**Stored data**
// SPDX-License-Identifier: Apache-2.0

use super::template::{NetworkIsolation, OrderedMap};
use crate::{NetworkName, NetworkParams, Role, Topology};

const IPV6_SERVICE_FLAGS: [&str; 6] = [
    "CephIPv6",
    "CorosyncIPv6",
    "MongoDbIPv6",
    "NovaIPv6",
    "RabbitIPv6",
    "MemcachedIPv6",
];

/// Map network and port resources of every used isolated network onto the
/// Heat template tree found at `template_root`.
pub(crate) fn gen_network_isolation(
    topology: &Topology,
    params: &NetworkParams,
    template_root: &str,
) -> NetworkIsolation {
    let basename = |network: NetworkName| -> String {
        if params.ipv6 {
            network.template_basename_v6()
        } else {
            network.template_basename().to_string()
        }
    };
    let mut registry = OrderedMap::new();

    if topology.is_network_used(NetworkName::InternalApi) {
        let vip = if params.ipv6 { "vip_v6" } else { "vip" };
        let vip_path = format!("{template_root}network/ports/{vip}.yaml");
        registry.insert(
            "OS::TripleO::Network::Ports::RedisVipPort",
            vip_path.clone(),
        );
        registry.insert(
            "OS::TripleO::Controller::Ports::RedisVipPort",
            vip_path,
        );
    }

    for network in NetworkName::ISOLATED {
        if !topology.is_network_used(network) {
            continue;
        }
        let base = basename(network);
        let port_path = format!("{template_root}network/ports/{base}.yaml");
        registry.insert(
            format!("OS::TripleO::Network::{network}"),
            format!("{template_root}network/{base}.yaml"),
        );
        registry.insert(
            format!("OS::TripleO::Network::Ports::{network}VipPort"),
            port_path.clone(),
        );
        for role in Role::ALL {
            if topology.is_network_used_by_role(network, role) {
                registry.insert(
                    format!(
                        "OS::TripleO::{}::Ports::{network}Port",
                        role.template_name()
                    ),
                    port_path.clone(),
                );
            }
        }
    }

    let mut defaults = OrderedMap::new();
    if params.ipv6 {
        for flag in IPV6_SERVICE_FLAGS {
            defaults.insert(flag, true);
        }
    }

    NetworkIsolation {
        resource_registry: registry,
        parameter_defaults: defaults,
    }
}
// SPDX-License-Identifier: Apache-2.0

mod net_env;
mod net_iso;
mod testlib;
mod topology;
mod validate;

==

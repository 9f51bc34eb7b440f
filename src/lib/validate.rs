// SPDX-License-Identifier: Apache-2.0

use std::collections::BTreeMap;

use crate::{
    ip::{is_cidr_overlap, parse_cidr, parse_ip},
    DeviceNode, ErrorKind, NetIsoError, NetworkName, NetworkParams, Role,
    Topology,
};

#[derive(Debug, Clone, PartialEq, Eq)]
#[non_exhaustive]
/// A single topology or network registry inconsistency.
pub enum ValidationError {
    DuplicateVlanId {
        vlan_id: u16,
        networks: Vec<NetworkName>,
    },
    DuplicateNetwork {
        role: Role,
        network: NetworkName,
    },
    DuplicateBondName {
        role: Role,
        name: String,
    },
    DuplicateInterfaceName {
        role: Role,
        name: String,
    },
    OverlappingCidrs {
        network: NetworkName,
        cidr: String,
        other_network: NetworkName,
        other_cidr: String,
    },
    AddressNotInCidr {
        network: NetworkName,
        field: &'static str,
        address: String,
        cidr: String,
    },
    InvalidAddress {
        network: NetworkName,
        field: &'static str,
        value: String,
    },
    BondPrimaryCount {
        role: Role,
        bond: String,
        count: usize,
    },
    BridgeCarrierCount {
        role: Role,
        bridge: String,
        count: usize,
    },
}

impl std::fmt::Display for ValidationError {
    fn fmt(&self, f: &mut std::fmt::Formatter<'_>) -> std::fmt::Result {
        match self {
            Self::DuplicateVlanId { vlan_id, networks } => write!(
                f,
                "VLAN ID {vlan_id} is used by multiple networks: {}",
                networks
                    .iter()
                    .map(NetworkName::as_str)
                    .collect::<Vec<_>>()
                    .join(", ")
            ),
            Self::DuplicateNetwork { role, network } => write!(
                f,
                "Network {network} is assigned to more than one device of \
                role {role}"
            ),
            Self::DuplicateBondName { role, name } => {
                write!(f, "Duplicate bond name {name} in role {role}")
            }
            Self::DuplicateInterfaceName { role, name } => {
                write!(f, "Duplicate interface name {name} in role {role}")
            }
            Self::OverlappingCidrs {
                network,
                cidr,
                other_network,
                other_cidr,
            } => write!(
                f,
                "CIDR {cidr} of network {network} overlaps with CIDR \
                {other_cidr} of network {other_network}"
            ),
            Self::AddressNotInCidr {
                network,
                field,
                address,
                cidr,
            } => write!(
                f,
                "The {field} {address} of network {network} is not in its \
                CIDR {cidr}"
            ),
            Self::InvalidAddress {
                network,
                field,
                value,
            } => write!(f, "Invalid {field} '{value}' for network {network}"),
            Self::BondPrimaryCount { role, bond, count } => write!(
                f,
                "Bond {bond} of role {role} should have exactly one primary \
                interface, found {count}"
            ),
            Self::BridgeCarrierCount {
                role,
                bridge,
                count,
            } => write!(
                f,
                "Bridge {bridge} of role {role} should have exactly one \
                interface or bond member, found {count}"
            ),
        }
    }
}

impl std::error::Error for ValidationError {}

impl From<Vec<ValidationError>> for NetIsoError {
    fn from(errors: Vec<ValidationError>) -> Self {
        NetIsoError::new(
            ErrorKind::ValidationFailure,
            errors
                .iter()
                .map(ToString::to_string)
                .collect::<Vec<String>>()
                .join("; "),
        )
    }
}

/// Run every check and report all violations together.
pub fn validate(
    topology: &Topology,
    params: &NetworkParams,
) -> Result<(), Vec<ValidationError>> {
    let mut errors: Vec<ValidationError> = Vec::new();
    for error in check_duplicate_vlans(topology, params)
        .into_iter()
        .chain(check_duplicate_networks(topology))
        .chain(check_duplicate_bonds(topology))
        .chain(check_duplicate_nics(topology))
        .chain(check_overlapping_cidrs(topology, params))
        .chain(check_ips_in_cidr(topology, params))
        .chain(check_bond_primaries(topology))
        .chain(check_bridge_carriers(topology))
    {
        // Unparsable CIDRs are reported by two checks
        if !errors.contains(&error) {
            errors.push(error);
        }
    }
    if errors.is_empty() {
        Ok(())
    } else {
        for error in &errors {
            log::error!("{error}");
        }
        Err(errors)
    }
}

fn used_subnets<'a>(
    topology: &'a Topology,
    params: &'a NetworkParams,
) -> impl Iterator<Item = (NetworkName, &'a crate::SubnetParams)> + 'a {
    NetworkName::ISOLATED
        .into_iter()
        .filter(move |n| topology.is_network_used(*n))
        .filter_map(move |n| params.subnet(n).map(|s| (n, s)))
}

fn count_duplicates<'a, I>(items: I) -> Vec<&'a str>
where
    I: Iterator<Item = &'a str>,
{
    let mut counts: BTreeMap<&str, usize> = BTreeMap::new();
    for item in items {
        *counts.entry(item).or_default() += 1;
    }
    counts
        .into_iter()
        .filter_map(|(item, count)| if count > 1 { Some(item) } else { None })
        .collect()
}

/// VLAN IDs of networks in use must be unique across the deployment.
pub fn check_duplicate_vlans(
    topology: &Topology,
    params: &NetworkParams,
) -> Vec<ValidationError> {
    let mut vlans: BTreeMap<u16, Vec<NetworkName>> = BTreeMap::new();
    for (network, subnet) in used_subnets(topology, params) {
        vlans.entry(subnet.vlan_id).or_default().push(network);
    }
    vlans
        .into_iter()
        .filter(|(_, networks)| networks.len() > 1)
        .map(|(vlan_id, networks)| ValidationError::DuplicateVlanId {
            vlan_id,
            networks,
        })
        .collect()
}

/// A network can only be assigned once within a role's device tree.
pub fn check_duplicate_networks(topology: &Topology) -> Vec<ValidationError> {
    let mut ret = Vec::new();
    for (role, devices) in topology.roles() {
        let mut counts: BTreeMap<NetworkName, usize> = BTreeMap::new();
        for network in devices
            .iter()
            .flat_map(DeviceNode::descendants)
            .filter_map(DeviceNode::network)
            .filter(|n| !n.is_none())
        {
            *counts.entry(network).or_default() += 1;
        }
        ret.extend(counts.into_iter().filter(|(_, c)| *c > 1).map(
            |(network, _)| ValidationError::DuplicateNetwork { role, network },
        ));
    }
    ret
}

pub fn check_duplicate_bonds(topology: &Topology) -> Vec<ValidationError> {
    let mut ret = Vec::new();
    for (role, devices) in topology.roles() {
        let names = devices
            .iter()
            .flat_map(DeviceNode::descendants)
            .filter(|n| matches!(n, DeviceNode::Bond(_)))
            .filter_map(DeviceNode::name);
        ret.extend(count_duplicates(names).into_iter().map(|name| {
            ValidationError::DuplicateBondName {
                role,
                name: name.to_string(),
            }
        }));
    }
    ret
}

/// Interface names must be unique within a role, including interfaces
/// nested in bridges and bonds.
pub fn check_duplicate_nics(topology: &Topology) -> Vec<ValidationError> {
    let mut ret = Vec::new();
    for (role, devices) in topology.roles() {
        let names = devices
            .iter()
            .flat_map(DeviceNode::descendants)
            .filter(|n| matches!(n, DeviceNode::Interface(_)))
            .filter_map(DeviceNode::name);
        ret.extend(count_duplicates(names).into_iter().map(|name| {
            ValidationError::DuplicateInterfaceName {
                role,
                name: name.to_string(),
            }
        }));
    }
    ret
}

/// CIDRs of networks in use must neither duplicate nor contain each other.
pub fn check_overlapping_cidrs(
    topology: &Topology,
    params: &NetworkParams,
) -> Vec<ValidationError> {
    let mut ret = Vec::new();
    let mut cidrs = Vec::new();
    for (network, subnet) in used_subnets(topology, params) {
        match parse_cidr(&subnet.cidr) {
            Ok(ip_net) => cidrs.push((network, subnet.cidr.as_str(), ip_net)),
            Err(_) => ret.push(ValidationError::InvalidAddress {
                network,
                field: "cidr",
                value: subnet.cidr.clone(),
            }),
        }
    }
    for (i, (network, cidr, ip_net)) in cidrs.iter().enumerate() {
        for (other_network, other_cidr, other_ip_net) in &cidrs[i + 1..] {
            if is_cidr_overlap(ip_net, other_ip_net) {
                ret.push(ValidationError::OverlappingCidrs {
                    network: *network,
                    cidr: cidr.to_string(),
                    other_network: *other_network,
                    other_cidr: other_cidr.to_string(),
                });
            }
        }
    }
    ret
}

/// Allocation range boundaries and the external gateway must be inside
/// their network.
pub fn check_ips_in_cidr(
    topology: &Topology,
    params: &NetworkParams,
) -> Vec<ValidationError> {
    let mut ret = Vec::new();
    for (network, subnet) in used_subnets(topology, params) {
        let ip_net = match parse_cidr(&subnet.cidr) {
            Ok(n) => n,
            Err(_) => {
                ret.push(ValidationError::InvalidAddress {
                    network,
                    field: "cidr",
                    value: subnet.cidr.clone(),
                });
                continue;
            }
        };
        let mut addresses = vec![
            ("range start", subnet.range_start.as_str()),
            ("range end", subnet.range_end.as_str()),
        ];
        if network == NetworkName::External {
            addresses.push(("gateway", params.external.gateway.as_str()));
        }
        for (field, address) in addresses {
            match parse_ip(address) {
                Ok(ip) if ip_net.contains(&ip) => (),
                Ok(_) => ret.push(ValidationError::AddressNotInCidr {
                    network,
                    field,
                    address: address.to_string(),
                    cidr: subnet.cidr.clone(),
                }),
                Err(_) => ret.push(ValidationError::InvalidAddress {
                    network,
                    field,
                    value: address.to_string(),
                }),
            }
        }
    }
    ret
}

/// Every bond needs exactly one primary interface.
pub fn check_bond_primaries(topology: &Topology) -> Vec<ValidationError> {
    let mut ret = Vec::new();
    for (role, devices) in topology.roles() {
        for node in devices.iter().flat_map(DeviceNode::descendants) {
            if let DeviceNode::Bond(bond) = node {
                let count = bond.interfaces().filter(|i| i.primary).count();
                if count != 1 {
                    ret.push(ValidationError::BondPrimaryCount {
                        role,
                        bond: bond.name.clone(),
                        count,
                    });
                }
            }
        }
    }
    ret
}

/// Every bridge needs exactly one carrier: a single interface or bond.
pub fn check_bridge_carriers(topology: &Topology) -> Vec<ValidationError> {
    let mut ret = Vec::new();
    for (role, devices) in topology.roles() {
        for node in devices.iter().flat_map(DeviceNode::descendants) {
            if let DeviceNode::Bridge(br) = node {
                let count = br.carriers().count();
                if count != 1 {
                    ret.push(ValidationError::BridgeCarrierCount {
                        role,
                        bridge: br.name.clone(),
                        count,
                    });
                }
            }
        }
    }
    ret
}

**WORK ITEM**
Reproduce verbatim the lines above, from the line with "for role in" through the line with "mod validate;".

**RESULT FOR THIS TASK**
        for role in Role::ALL {
            if topology.is_network_used_by_role(network, role) {
                registry.insert(
                    format!(
                        "OS::TripleO::{}::Ports::{network}Port",
                        role.template_name()
                    ),
                    port_path.clone(),
                );
            }
        }
    }

    let mut defaults = OrderedMap::new();
    if params.ipv6 {
        for flag in IPV6_SERVICE_FLAGS {
            defaults.insert(flag, true);
        }
    }

    NetworkIsolation {
        resource_registry: registry,
        parameter_defaults: defaults,
    }
}
// SPDX-License-Identifier: Apache-2.0

mod net_env;
mod net_iso;
mod testlib;
mod topology;
mod validate;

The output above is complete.